The justices were jovial as they heard oral arguments Wednesday in Wilkins v. United States, a dispute with underlying facts befitting an episode of Yellowstone: Montana landowners suing the federal government for land-locking them with an improper easement. At stake, though, is not the justices’ views on the Western wilderness, but rather, whether the federal government’s 12-year limitation on lawsuits applies to the landowners even when recent SCOTUS rulings in other cases might indicate otherwise.
Larry Steven “Wil” Wilkins (a veteran who lives with post-traumatic stress disorder) and his neighbor Jane Stanton (a widow who lives across Robbins Gulch Road from Wilkins) granted an easement to the U.S. Forest Service in 1962. Under the terms of the easement, the federal government was permitted to maintain a road across privately-owned land. The easement functioned without major incident until 2006, when the Forest Service put up a sign that read “public access thru private lands.”
Wilkins and Stanton said that since the sign was posted, there’s been all manner of problems on the road. They claim to “have had to deal with trespassers on their private property, theft of their personal property, people shooting at their houses, people hunting both on and off the easement, and people travelling [sic] at dangerous speeds,” — and once, the shooting of Wilkins’ cat by a passing traveler.
Frequent use of the easement has also caused land erosion, which in turn resulted in sediment build-up on neighboring properties; those properties then suffered “washout,” which is a serious concern for future use of the land. Meanwhile, the claimants contend that the Forest Service has done less and less to maintain its easement, despite their many requests for assistance.
Wilkins and Stanton eventually sued, and the dispute before the justices Wednesday relates to the timing of that lawsuit. The lower court said, and the U.S. Court of Appeals for the 9th Circuit agreed, that the plaintiffs’ lawsuit was too late as it had been filed after the 12-year statute of limitations had run.
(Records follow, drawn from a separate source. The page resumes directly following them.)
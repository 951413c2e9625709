// Copyright (c) 2025 Soumyadip Sarkar.
// All rights reserved.
//
// This source code is licensed under the license found in the
// LICENSE file in the root directory of this source tree.

use crate::error::LedgerError;
use crate::models::CardTransaction;
use chrono::NaiveDate;
use rust_decimal::Decimal;
use serde::Serialize;
use std::cmp::Ordering;
use std::str::FromStr;

pub const ITEMS_PER_PAGE: usize = 8;

#[derive(Debug, Clone, Copy, PartialEq, Eq, Default)]
pub enum SortOrder {
    #[default]
    DateDesc,
    DateAsc,
    AlphaAsc,
    AlphaDesc,
}

impl FromStr for SortOrder {
    type Err = LedgerError;

    fn from_str(s: &str) -> Result<Self, Self::Err> {
        match s.trim() {
            "date-desc" => Ok(SortOrder::DateDesc),
            "date-asc" => Ok(SortOrder::DateAsc),
            "alpha-asc" => Ok(SortOrder::AlphaAsc),
            "alpha-desc" => Ok(SortOrder::AlphaDesc),
            other => Err(LedgerError::invalid(format!(
                "Unknown sort order '{}' (use date-desc|date-asc|alpha-asc|alpha-desc)",
                other
            ))),
        }
    }
}

#[derive(Debug, Clone, Default)]
pub struct ListingFilter {
    pub search: Option<String>,
    pub sort: SortOrder,
    pub start: Option<NaiveDate>,
    pub end: Option<NaiveDate>,
}

impl ListingFilter {
    fn matches(&self, tx: &CardTransaction) -> bool {
        if let Some(start) = self.start {
            if tx.due_date < start {
                return false;
            }
        }
        if let Some(end) = self.end {
            if tx.due_date > end {
                return false;
            }
        }
        match self.search.as_deref().map(str::trim) {
            Some(term) if !term.is_empty() => {
                let needle = term.to_lowercase();
                tx.description.to_lowercase().contains(&needle)
                    || tx.amount.normalize().to_string().contains(term)
            }
            _ => true,
        }
    }
}

fn by_description(a: &CardTransaction, b: &CardTransaction) -> Ordering {
    a.description
        .to_lowercase()
        .cmp(&b.description.to_lowercase())
        .then_with(|| a.description.cmp(&b.description))
}

/// Filter, then stable-sort, a month's card transactions.
pub fn filter_and_sort(txs: &[CardTransaction], filter: &ListingFilter) -> Vec<CardTransaction> {
    let mut out: Vec<CardTransaction> = txs.iter().filter(|tx| filter.matches(tx)).cloned().collect();
    match filter.sort {
        SortOrder::DateDesc => out.sort_by(|a, b| b.due_date.cmp(&a.due_date)),
        SortOrder::DateAsc => out.sort_by(|a, b| a.due_date.cmp(&b.due_date)),
        SortOrder::AlphaAsc => out.sort_by(by_description),
        SortOrder::AlphaDesc => out.sort_by(|a, b| by_description(b, a)),
    }
    out
}

#[derive(Debug, Clone, Serialize)]
pub struct Page<T> {
    pub items: Vec<T>,
    pub page: usize,
    pub page_count: usize,
    pub total_items: usize,
}

/// One-based; page 0 is treated as page 1 and pages past the end are empty.
pub fn paginate<T>(items: Vec<T>, page: usize) -> Page<T> {
    let page = page.max(1);
    let total_items = items.len();
    let page_count = total_items.div_ceil(ITEMS_PER_PAGE);
    let items = items
        .into_iter()
        .skip((page - 1) * ITEMS_PER_PAGE)
        .take(ITEMS_PER_PAGE)
        .collect();
    Page {
        items,
        page,
        page_count,
        total_items,
    }
}

pub fn visible_total(items: &[CardTransaction]) -> Decimal {
    items.iter().map(|tx| tx.amount).sum()
}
The relevant statute is the federal Quiet Title Act, which allows litigants 12 years within which to file their claims. The legal question before the justices is whether that statute of limitations is a “jurisdictional” or a “claims-processing” rule. If the justices say that it is a jurisdictional regulation, then the rule goes to the power of the court to hear the case and the landowners will lose. If, on the other hand, the rule is simply considered a procedural claims-processing rule, Wilkins and Stanton may still have a chance to move ahead with their lawsuit, because the claimants’ lateness could be excused as an equitable remedy.
The appellants’ arguments rely in large part on a 2021 SCOTUS decision in Boechler v. Commissioner in which SCOTUS ruled against the Internal Revenue Service that a 30-day time limit in a tax case was not jurisdictional, and was therefore subject to equitable tolling. The dispute before the justices brings up an important question: should SCOTUS follow a modern trend of its own creation that require “jurisdictional” statutes to reflect their nature within their own wording, or should it stick to older precedents involving the Quiet Title Act in particular?
When the justices heard attorney Jeffrey McCoy’s arguments on behalf of the appellants, they treaded lightly on the idea of substituting their own judgment for that of legislators.
Chief Justice John Roberts at first seemed inclined to side-step the case’s central question entirely. At one point, Roberts questioned McCoy at length, asking why the jurisdiction/claims-processing distinction even matters.
“Either way, you lose,” Roberts told McCoy, explaining “twelve years is twelve years.”
Justice Samuel Alito pressed McCoy on whether he was asking the Court to adopt a “magic words test,” in which the precise language of the statute would automatically dictate the outcome.
Justice Ketanji Brown Jackson raised concerns about how a ruling in McCoy’s favor might conflict with past rulings, and called McCoy’s suggested legal framework “a really messy and odd way” of resolving the legal issue at the heart of the case.
Justice Amy Coney Barrett was also concerned about SCOTUS stepping out of its judicial lane by ascribing meaning to a statute that Congress might not have intended.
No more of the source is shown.